There are countless strategies that have been shown to make completing resolutions more feasible, and many of them start with being kinder to yourself about your progress. Learning a language—an objectively quantifiable goal—may seem like a risky aim, but the beautiful thing about language learning is that with every single new word, you're a world ahead of where you were before.
Chances are you're already far more capable of learning than you realize, but if you're struggling to follow through on those resolutions, check out our tips for keeping up with your intentions straight through to December 2021!
As good as 'become fluent in French' might sound on your list of resolutions, it's far too hard to quantify. There's always room for improvement—even for those who have been speaking a studying a language for many years—and with many people (wrongly) equating fluency with speaking perfectly, there's little chance of success with this kind of goal.
Instead, give yourself a goal you can easily measure, like 'be able to read a novel in French by December' or 'have one conversation a week in English'.

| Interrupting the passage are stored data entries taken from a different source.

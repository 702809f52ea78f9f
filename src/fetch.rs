//! Shared HTTP fetch layer: browser-mimicking headers, explicit
//! decompression, and the charset decode ladder.
//!
//! The reqwest client is built without automatic decompression so the
//! content-encoding handling below is always in effect, including for
//! servers that claim an encoding the client never negotiated.

use std::io::Read;

use flate2::read::{DeflateDecoder, GzDecoder, ZlibDecoder};
use log::{debug, warn};
use reqwest::header::{HeaderMap, HeaderName, HeaderValue};

use crate::config::ExtractorConfig;
use crate::error::{ExtractError, ExtractResult};
use crate::utils::text::{looks_corrupted, strip_control_chars};

/// Fixed user agent sent on every request. Never randomized: sites must see
/// one stable fingerprint across retries or the traffic pattern looks like
/// distributed scraping.
pub const USER_AGENT: &str = "Mozilla/5.0 (Macintosh; Intel Mac OS X 10_15_7) \
     AppleWebKit/537.36 (KHTML, like Gecko) Chrome/123.0.0.0 Safari/537.36";

/// A fetched response body plus the metadata the decode ladder needs.
#[derive(Debug)]
pub struct FetchedBody {
    pub bytes: Vec<u8>,
    pub content_type: Option<String>,
    pub content_encoding: Option<String>,
    /// URL after redirects.
    pub final_url: String,
}

/// Build the shared HTTP client used by all fetch strategies.
pub fn build_client(config: &ExtractorConfig) -> ExtractResult<reqwest::Client> {
    reqwest::Client::builder()
        .timeout(config.fetch_timeout_with_grace())
        .connect_timeout(config.fetch_timeout())
        .user_agent(USER_AGENT)
        .build()
        .map_err(|e| ExtractError::Network(format!("failed to build HTTP client: {e}")))
}

/// Browser-mimicking header set. The values match what a desktop Chrome
/// sends so fetches blend in with organic traffic.
#[must_use]
pub fn browser_headers() -> HeaderMap {
    let mut headers = HeaderMap::new();
    let entries: &[(&str, &str)] = &[
        (
            "accept",
            "text/html,application/xhtml+xml,application/xml;q=0.9,image/avif,image/webp,image/apng,*/*;q=0.8",
        ),
        ("accept-language", "en-US,en;q=0.9"),
        // brotli is deliberately absent: the decode path below only
        // understands gzip and deflate
        ("accept-encoding", "gzip, deflate"),
        ("connection", "keep-alive"),
        ("upgrade-insecure-requests", "1"),
        ("sec-fetch-dest", "document"),
        ("sec-fetch-mode", "navigate"),
        ("sec-fetch-site", "none"),
        ("sec-fetch-user", "?1"),
        ("sec-ch-ua", "\"Chromium\";v=\"123\", \"Google Chrome\";v=\"123\""),
        ("sec-ch-ua-mobile", "?0"),
        ("sec-ch-ua-platform", "\"macOS\""),
        ("cache-control", "max-age=0"),
        ("dnt", "1"),
    ];
    for (name, value) in entries {
        if let (Ok(name), Ok(value)) = (
            HeaderName::from_bytes(name.as_bytes()),
            HeaderValue::from_str(value),
        ) {
            headers.insert(name, value);
        }
    }
    headers
}

/// GET a URL and return the raw bytes plus decode metadata.
///
/// Any transport failure or HTTP error status maps to
/// [`ExtractError::Network`] so the retry policy treats it as transient.
pub async fn fetch_bytes(client: &reqwest::Client, url: &str) -> ExtractResult<FetchedBody> {
    let response = client
        .get(url)
        .headers(browser_headers())
        .send()
        .await
        .map_err(|e| ExtractError::Network(format!("request to {url} failed: {e}")))?;

    let status = response.status();
    if status.is_client_error() || status.is_server_error() {
        return Err(ExtractError::Network(format!(
            "HTTP {status} fetching {url}"
        )));
    }

    let final_url = response.url().to_string();
    let header_str = |name: &str| {
        response
            .headers()
            .get(name)
            .and_then(|v| v.to_str().ok())
            .map(str::to_string)
    };
    let content_type = header_str("content-type");
    let content_encoding = header_str("content-encoding");

    let bytes = response
        .bytes()
        .await
        .map_err(|e| ExtractError::Network(format!("reading body from {url} failed: {e}")))?;

    Ok(FetchedBody {
        bytes: bytes.to_vec(),
        content_type,
        content_encoding,
        final_url,
    })
}

/// Decode a response body into text.
///
/// Policy: decompress explicitly, then try UTF-8 regardless of the declared
/// charset (declared charsets lie in practice), then the declared charset,
/// then lossy UTF-8. Control characters are stripped; when the first
/// kilobyte holds no alphanumeric characters the decode is treated as
/// corrupted and retried as ASCII with replacement.
#[must_use]
pub fn decode_body(body: &FetchedBody) -> String {
    let bytes = decompress(&body.bytes, body.content_encoding.as_deref());

    let text = match std::str::from_utf8(&bytes) {
        Ok(s) => s.to_string(),
        Err(_) => decode_with_declared_charset(&bytes, body.content_type.as_deref()),
    };

    let cleaned = strip_control_chars(&text);
    if looks_corrupted(&cleaned) {
        warn!("decoded body looks corrupted, retrying as ASCII");
        return strip_control_chars(&ascii_lossy(&bytes));
    }
    cleaned
}

fn decode_with_declared_charset(bytes: &[u8], content_type: Option<&str>) -> String {
    if let Some(encoding) = content_type
        .and_then(charset_label)
        .and_then(|label| encoding_rs::Encoding::for_label(label.as_bytes()))
    {
        let (decoded, _, had_errors) = encoding.decode(bytes);
        if !had_errors {
            debug!("decoded body using declared charset {}", encoding.name());
            return decoded.into_owned();
        }
    }
    String::from_utf8_lossy(bytes).into_owned()
}

fn charset_label(content_type: &str) -> Option<String> {
    content_type
        .split(';')
        .filter_map(|part| part.trim().strip_prefix("charset="))
        .map(|label| label.trim_matches('"').to_string())
        .next()
}

fn ascii_lossy(bytes: &[u8]) -> String {
    bytes
        .iter()
        .map(|&b| if b.is_ascii() { b as char } else { '\u{fffd}' })
        .collect()
}

/// Decompress a body whose Content-Encoding the HTTP client did not handle.
/// Falls back to the raw bytes when decompression fails or the encoding is
/// unknown; a gzip magic-number sniff covers servers that compress without
/// declaring it.
fn decompress(bytes: &[u8], content_encoding: Option<&str>) -> Vec<u8> {
    let encoding = content_encoding.map(str::to_ascii_lowercase);

    let is_gzip_magic = bytes.len() > 2 && bytes[0] == 0x1f && bytes[1] == 0x8b;
    let claims_gzip = encoding.as_deref().is_some_and(|e| e.contains("gzip"));
    let claims_deflate = encoding.as_deref().is_some_and(|e| e.contains("deflate"));

    if claims_gzip || is_gzip_magic {
        let mut out = Vec::new();
        if GzDecoder::new(bytes).read_to_end(&mut out).is_ok() {
            return out;
        }
        warn!("gzip decompression failed, using raw bytes");
    } else if claims_deflate {
        // Servers disagree on whether deflate means zlib-wrapped or raw
        let mut out = Vec::new();
        if ZlibDecoder::new(bytes).read_to_end(&mut out).is_ok() {
            return out;
        }
        out.clear();
        if DeflateDecoder::new(bytes).read_to_end(&mut out).is_ok() {
            return out;
        }
        warn!("deflate decompression failed, using raw bytes");
    }

    bytes.to_vec()
}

This is true of many goals, but especially when it comes to learning a new language. The language learning plateau is real, and it has killed the motivation of many a student. Hitting a plateau can be especially discouraging when you're working hard toward a specific goal, but if and when it happens, simply dust yourself off, remind yourself that it's a natural part of the learning process and keep going!
Goals are easier to achieve when they're undertaken with a friend, due to a combination of the enjoyment we derive from companionship and the fear we have of failing in front of others. Given that verbal communication is the key to improving fluency, language learning goals are especially conducive to being tackled with a friend. Join a class together or set reminders to check up on each other's progress—and most of all, practice, practice, practice together as much as you can!
When you first make your resolutions, it can be exciting to imagine the new-and-improved, freshly-fluent person you'll surely be by next December... but that's a long time to wait for the payoff to all of your hard work! Wouldn't it be a lot more satisfying (and encouraging) to experience little triumphs throughout the year instead?
To achieve this, set more smaller short-term goals—like 'watch an entire TV series in English, without subtitles, by February' or 'have a simple conversation with a native French speaker by April'—to give yourself something to look forward to throughout the year.
And most importantly, don't forget to have fun! Whether you're learning a new language for pleasure or out of necessity, there are ways to make the process a whole lot more enjoyable for you. So log in to Netflix, take yourself out to the karaoke bar or call up a friend, and enjoy achieving your language learning goals!